If the otitis have continued unchecked by treatment until the secretions within it, after days and nights of suffering, have escaped by ulceration through the drumhead, the opportunity for prompt and certain cure is passed. Still, the patient under these circumstances may quickly recover, or there may be the other alternative described above, in which the ear is badly damaged and chronic inflammation established in the walls of the tympanum, giving rise to an offensive otorrhoea. In this state of the ear internal remedies are indicated, such as surgeons employ in suppurative inflammations of bone occurring in other parts of the system. Cod-liver oil and iodide of iron are required, especially by patients of strumous diathesis, the object being to promote a more healthy state of system, so as to prevent extension of the inflammation and facilitate the healing process. Carbolized solutions, as the following, syringed warm into the ear in which otorrhoea is occurring, are useful in promoting cleanliness and increasing the comfort of the patient:

Rx.Acidi Carbolicidrachm ss;
Glycerinæfl. oz. ii;
Aquæfl. oz. iv. M.

But recently a much more effectual curative agent for local treatment has been discovered in boracic acid, by the use of which the discharge more quickly diminishes and the condition of the ear more certainly and rapidly improves than by the use of the carbolized mixtures. When the inflammation is recent and the ear sensitive and painful, the following prescription should be used:

Rx.Acidi Boracicidrachm iiss;
Morphiæ Sulphat.gr. i;
Glycerinæ
Aquæ aa.fl. oz. i. M.

S. Drop one to three drops into the ear three times daily.
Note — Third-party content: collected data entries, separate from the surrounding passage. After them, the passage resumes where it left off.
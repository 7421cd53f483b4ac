// WorkerPool - 固定数のワーカーでタスク列を1回ずつ実行する

use super::collector::spawn_result_collector;
use super::config::{resolve_workers, DefaultPoolConfig, PoolConfig};
use super::consumer::spawn_consumers;
use super::producer::spawn_producer;
use super::reporting::{NoOpProgressReporter, ProgressReporter};
use crate::core::{BatchRun, BatchSummary, PoolError, PoolResult, TaskOutcome};
use crate::task::Task;
use std::sync::Arc;
use std::time::Instant;
use tokio::sync::mpsc;
use tokio::task::JoinHandle;

/// 固定サイズのワーカープール
///
/// タスクのインデックスを共有キューに昇順で流し、各ワーカーがキューから
/// 取り出して実行する。結果はタスクと同じ並びで返る。
/// タスクの失敗は結果スロットに入るだけで、他のタスクには影響しない。
pub struct WorkerPool<C = DefaultPoolConfig, R = NoOpProgressReporter> {
    config: C,
    reporter: Arc<R>,
}

impl WorkerPool {
    /// デフォルト設定・進捗報告なしのプールを作成
    pub fn new() -> Self {
        Self::default()
    }
}

impl Default for WorkerPool {
    fn default() -> Self {
        Self::with_components(DefaultPoolConfig::default(), NoOpProgressReporter::new())
    }
}

impl<C, R> WorkerPool<C, R>
where
    C: PoolConfig,
    R: ProgressReporter + 'static,
{
    /// 設定とレポーターを注入してプールを作成
    pub fn with_components(config: C, reporter: R) -> Self {
        Self {
            config,
            reporter: Arc::new(reporter),
        }
    }

    /// 設定への参照を取得
    pub fn config(&self) -> &C {
        &self.config
    }

    /// レポーターへの参照を取得
    pub fn reporter(&self) -> &R {
        &self.reporter
    }

    /// 要求されたワーカー数を実効値に変換する（1未満なら既定値）
    pub fn effective_workers(&self, requested: isize) -> usize {
        resolve_workers(&self.config, requested)
    }

    /// 実際に起動されるワーカー数（実効値をタスク数で頭打ちにしたもの）
    pub fn spawned_workers(&self, requested: isize, total_tasks: usize) -> usize {
        self.effective_workers(requested).min(total_tasks)
    }

    /// 全てのタスクを1回ずつ実行し、タスクと同じ並びの結果を返す
    ///
    /// 全タスクが完了するまで戻らない。同時に実行されるタスクは
    /// `effective_workers(workers)` 個まで。ワーカー内のパニックは
    /// 回復せず、呼び出し側でそのまま再送出される。
    ///
    /// # ブロッキング
    ///
    /// 各タスクの future は呼び出し元の tokio ランタイム上で実行される。
    /// `run` の中で同期的にブロックすると、その間ランタイムのスレッドが
    /// 占有され、実際の並列度はランタイムのスレッド数で頭打ちになる
    /// （`current_thread` ランタイムでは直列になる）。同期処理は
    /// [`BlockingTask`](crate::task::BlockingTask) で包むこと。
    pub async fn run_many<T>(&self, tasks: &[Arc<T>], workers: isize) -> Vec<TaskOutcome>
    where
        T: Task + ?Sized + 'static,
    {
        let total_tasks = tasks.len();
        if total_tasks == 0 {
            return Vec::new();
        }
        let workers = self.spawned_workers(workers, total_tasks);

        let reporter = self
            .config
            .enable_progress_reporting()
            .then(|| Arc::clone(&self.reporter));
        if let Some(reporter) = &reporter {
            reporter.report_started(total_tasks, workers).await;
        }
        tracing::info!(total_tasks, workers, "batch started");

        // 配信キューと結果チャンネル
        // 容量はタスク数で頭打ち（巨大なワーカー数でもチャンネル上限を超えない）
        let queue_capacity = self.config.queue_capacity(workers).clamp(1, total_tasks);
        let (work_tx, work_rx) = mpsc::channel::<usize>(queue_capacity);
        let (result_tx, result_rx) = mpsc::channel::<(usize, TaskOutcome)>(workers);

        let shared_tasks = Arc::new(tasks.to_vec());
        let producer_handle = spawn_producer(total_tasks, work_tx);
        let consumer_handles =
            spawn_consumers(shared_tasks, work_rx, result_tx, workers);
        let collector_handle = spawn_result_collector(result_rx, total_tasks, reporter.clone());

        let dispatched = join_worker(producer_handle).await;
        for handle in consumer_handles {
            join_worker(handle).await;
        }
        let slots = join_worker(collector_handle).await;

        let outcomes: Vec<TaskOutcome> = slots
            .into_iter()
            .enumerate()
            .map(|(index, slot)| {
                slot.unwrap_or_else(|| Err(anyhow::anyhow!("タスク #{index} の結果が回収されませんでした")))
            })
            .collect();

        let failed = outcomes.iter().filter(|outcome| outcome.is_err()).count();
        if let Some(reporter) = &reporter {
            reporter.report_completed(total_tasks - failed, failed).await;
        }
        tracing::info!(total_tasks, dispatched, failed, "batch finished");

        outcomes
    }

    /// `run_many` に加えてサマリーを返す
    ///
    /// サマリーの `workers` は実際に起動したワーカー数（`spawned_workers`）。
    pub async fn run_batch<T>(&self, tasks: &[Arc<T>], workers: isize) -> BatchRun
    where
        T: Task + ?Sized + 'static,
    {
        let start_time = Instant::now();
        let spawned = self.spawned_workers(workers, tasks.len());
        let outcomes = self.run_many(tasks, workers).await;
        let summary = BatchSummary::from_outcomes(
            &outcomes,
            spawned,
            start_time.elapsed().as_millis() as u64,
        );

        BatchRun { outcomes, summary }
    }

    /// 非同期コンテキストの外から呼ぶための同期版
    ///
    /// 内部でマルチスレッドランタイムを作成して完了までブロックする。
    /// 既存の tokio ランタイム上からは呼び出せない。
    pub fn run_many_blocking<T>(&self, tasks: &[Arc<T>], workers: isize) -> PoolResult<Vec<TaskOutcome>>
    where
        T: Task + ?Sized + 'static,
    {
        let runtime = tokio::runtime::Builder::new_multi_thread()
            .enable_all()
            .build()
            .map_err(PoolError::runtime)?;

        Ok(runtime.block_on(self.run_many(tasks, workers)))
    }
}

/// spawn したタスクの完了を待つ。パニックは呼び出し側へ再送出する
async fn join_worker<O>(handle: JoinHandle<O>) -> O {
    match handle.await {
        Ok(output) => output,
        Err(join_error) if join_error.is_panic() => std::panic::resume_unwind(join_error.into_panic()),
        Err(join_error) => panic!("ワーカーが中断されました: {join_error}"),
    }
}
If the acute stage of the otitis have passed, with fever and pain, and no tenderness be present on pressure, the following prescription, which causes too much pain in the acute stage, will be found useful to check the inflammation and otorrhoea and restore a healthy state to the granulating surface:

Rx.Acidi Boracicidrachm iiss;
Alcohol.
Aquæ aa.fl. oz. i.

S. Drop one to three drops into the ear three times daily.